Nel corso della Giornata di formazione del clero del sud del Portogallo tenutasi la scorsa settimana nella cittadina algarvia di Portimão, il padre francescano Martín Carbajo, specialista in Etica della comunicazione nelle reti sociali, ha affermato che “nell’era digitale le omelie dei sacerdoti dovrebbero cambiare, perché l’evangelizzazione della Chiesa cattolica non può continuare ad essere una mera trasmissione di contenuti”. Presentando alla stampa le sue due conferenze – “Reti sociali e comunicazione sociale, attenzioni da tenere e scommesse da fare” e “Note per un progetto nazionale o regionale dei mass media al servizio dell’evangelizzazione” – il professore della Pontificia Università Antonianum ha aggiunto che “la comunicazione della Chiesa dev’essere più interattiva, orizzontale e diretta: interattiva, perché deve maggiormente partire dal dialogo a tu per tu; orizzontale, perché oggi non esiste più una società piramidale e gerarchizzata, nella quale il clero era distante dai fedeli; diretta, perché deve ricercare la sintonia con le aspettative delle persone”.

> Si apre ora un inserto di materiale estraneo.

// Copyright 2025 eraflo
//
// Licensed under the Apache License, Version 2.0 (the "License");
// you may not use this file except in compliance with the License.
// You may obtain a copy of the License at
//
//     http://www.apache.org/licenses/LICENSE-2.0
//
// Unless required by applicable law or agreed to in writing, software
// distributed under the License is distributed on an "AS IS" BASIS,
// WITHOUT WARRANTIES OR CONDITIONS OF ANY KIND, either express or implied.
// See the License for the specific language governing permissions and
// limitations under the License.

//! Assigns stable identities to logical media and tracks their reference
//! counts.

mod identity;

pub use identity::*;

use ahash::AHashMap;
use mediacache_core::{CacheId, JoinKey, MediaError, MediaHandle};

/// The outcome of releasing one reference.
#[derive(Debug)]
pub enum Release {
    /// Other references remain; the Identity is still tracked.
    Retained {
        /// The reference count after the release.
        remaining: usize,
    },
    /// The last reference was released and the Identity was removed.
    Destroyed(Identity),
}

/// The owner of every [`Identity`] of one cache.
///
/// Path-based identities are deduplicated through their [`JoinKey`];
/// object-based identities never are. Ids come from a counter owned by the
/// registry, start at 1, and are never reused.
#[derive(Debug)]
pub struct ReferenceRegistry {
    owner: CacheId,
    next_id: u64,
    identities: AHashMap<u64, Identity>,
    by_key: AHashMap<JoinKey, u64>,
}

impl ReferenceRegistry {
    /// Creates an empty registry issuing handles on behalf of `owner`.
    pub fn new(owner: CacheId) -> Self {
        Self {
            owner,
            next_id: 1,
            identities: AHashMap::new(),
            by_key: AHashMap::new(),
        }
    }

    /// The cache instance this registry issues handles for.
    pub fn owner(&self) -> CacheId {
        self.owner
    }

    /// Adds a reference to the path-based Identity for `key`, if one exists.
    pub fn acquire(&mut self, key: &JoinKey) -> Option<MediaHandle> {
        let id = *self.by_key.get(key)?;
        let identity = self.identities.get_mut(&id)?;
        identity.ref_count += 1;
        log::trace!(
            "Identity {id} referenced again (count {})",
            identity.ref_count
        );
        Some(MediaHandle::new(self.owner, id))
    }

    /// Registers a new path-based Identity with a count of one.
    ///
    /// The caller must have checked with [`acquire`](Self::acquire) that no
    /// Identity exists for `key`.
    pub fn register_file_based(&mut self, paths: Vec<String>, key: JoinKey) -> MediaHandle {
        let id = self.allocate_id();
        debug_assert!(!self.by_key.contains_key(&key));
        self.by_key.insert(key.clone(), id);
        self.identities.insert(
            id,
            Identity::new(id, IdentityKind::FileBased { paths, key }),
        );
        MediaHandle::new(self.owner, id)
    }

    /// Registers a new, never-deduplicated object-based Identity.
    pub fn register_object_based(&mut self) -> MediaHandle {
        let id = self.allocate_id();
        self.identities
            .insert(id, Identity::new(id, IdentityKind::ObjectBased));
        MediaHandle::new(self.owner, id)
    }

    /// Releases one reference held through `handle`.
    ///
    /// # Errors
    /// Returns [`MediaError::NotTracked`] without touching any state if the
    /// handle was issued by another cache or its Identity is gone.
    pub fn release(&mut self, handle: MediaHandle) -> Result<Release, MediaError> {
        let id = self.resolve(handle)?;
        let identity = self
            .identities
            .get_mut(&id)
            .ok_or(MediaError::NotTracked(handle))?;

        identity.ref_count -= 1;
        if identity.ref_count > 0 {
            return Ok(Release::Retained {
                remaining: identity.ref_count,
            });
        }

        let identity = self
            .identities
            .remove(&id)
            .ok_or(MediaError::NotTracked(handle))?;
        if let IdentityKind::FileBased { key, .. } = &identity.kind {
            self.by_key.remove(key);
        }
        log::trace!("Identity {id} released");
        Ok(Release::Destroyed(identity))
    }

    /// Returns the Identity `handle` points at.
    pub fn get(&self, handle: MediaHandle) -> Option<&Identity> {
        if handle.owner() != self.owner {
            return None;
        }
        self.identities.get(&handle.id())
    }

    /// Returns the tracked Identity id for `handle`.
    ///
    /// # Errors
    /// Returns [`MediaError::NotTracked`] for foreign or released handles.
    pub fn resolve(&self, handle: MediaHandle) -> Result<u64, MediaError> {
        self.get(handle)
            .map(|identity| identity.id)
            .ok_or(MediaError::NotTracked(handle))
    }

    /// Returns `true` if Identity `id` is still tracked.
    pub fn contains_id(&self, id: u64) -> bool {
        self.identities.contains_key(&id)
    }

    /// Returns the number of tracked identities.
    pub fn len(&self) -> usize {
        self.identities.len()
    }

    /// Returns `true` if no Identity is tracked.
    pub fn is_empty(&self) -> bool {
        self.identities.is_empty()
    }

    /// Forgets every Identity. The id counter keeps running.
    pub fn clear(&mut self) {
        self.identities.clear();
        self.by_key.clear();
    }

    fn allocate_id(&mut self) -> u64 {
        let id = self.next_id;
        self.next_id += 1;
        id
    }
}

#[cfg(test)]
mod tests {
    use super::*;

    fn key(paths: &[&str]) -> JoinKey {
        JoinKey::from_paths(paths)
    }

    fn register(registry: &mut ReferenceRegistry, paths: &[&str]) -> MediaHandle {
        let key = key(paths);
        match registry.acquire(&key) {
            Some(handle) => handle,
            None => registry
                .register_file_based(paths.iter().map(|p| p.to_string()).collect(), key),
        }
    }

    #[test]
    fn equal_path_sets_share_one_identity() {
        let mut registry = ReferenceRegistry::new(CacheId::new());
        let first = register(&mut registry, &["/a.tex"]);
        let second = register(&mut registry, &["/a.tex"]);

        assert_eq!(first, second);
        assert_eq!(registry.len(), 1);
        assert_eq!(registry.get(first).unwrap().ref_count(), 2);

        assert!(matches!(
            registry.release(first).unwrap(),
            Release::Retained { remaining: 1 }
        ));
        assert!(matches!(
            registry.release(second).unwrap(),
            Release::Destroyed(_)
        ));
        assert!(registry.is_empty());
        assert!(registry.acquire(&key(&["/a.tex"])).is_none());
    }

    #[test]
    fn object_based_identities_are_never_shared() {
        let mut registry = ReferenceRegistry::new(CacheId::new());
        let a = registry.register_object_based();
        let b = registry.register_object_based();
        assert_ne!(a, b);
        assert_eq!(registry.len(), 2);
        assert!(registry.get(a).unwrap().kind().is_object_based());
    }

    #[test]
    fn releasing_unknown_handle_fails_without_mutation() {
        let mut registry = ReferenceRegistry::new(CacheId::new());
        let handle = register(&mut registry, &["/a.tex"]);
        let foreign = MediaHandle::new(CacheId::new(), handle.id());

        assert!(matches!(
            registry.release(foreign),
            Err(MediaError::NotTracked(_))
        ));
        assert_eq!(registry.get(handle).unwrap().ref_count(), 1);

        registry.release(handle).unwrap();
        assert!(matches!(
            registry.release(handle),
            Err(MediaError::NotTracked(_))
        ));
    }

    #[test]
    fn ids_are_never_reused() {
        let mut registry = ReferenceRegistry::new(CacheId::new());
        let first = register(&mut registry, &["/a.tex"]);
        registry.release(first).unwrap();
        let second = register(&mut registry, &["/a.tex"]);
        assert!(second.id() > first.id());

        registry.clear();
        let third = registry.register_object_based();
        assert!(third.id() > second.id());
    }
}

Richiamando il “magistrale esempio” di Papa Francesco nel suo interloquire più con i gesti che con i discorsi, il religioso francescano ha spiegato che nell’epoca attuale è infatti necessario istaurare un dialogo implicito con lo spettatore: “Evangelizzare deve diventare sinonimo d’incontro; significa saper raccontare un’esperienza concreta, personale, di un Dio che si è rivelato a coloro che ancora non l’hanno provata”. Padre Carbajo ha concluso: “Il sacerdote dev’essere cosciente del fatto che le persone possiedono già dentro di sé i semi del Verbo, e quindi deve soprattutto aiutarle a scoprire le domande e risolvere le loro ansie più inquietanti”.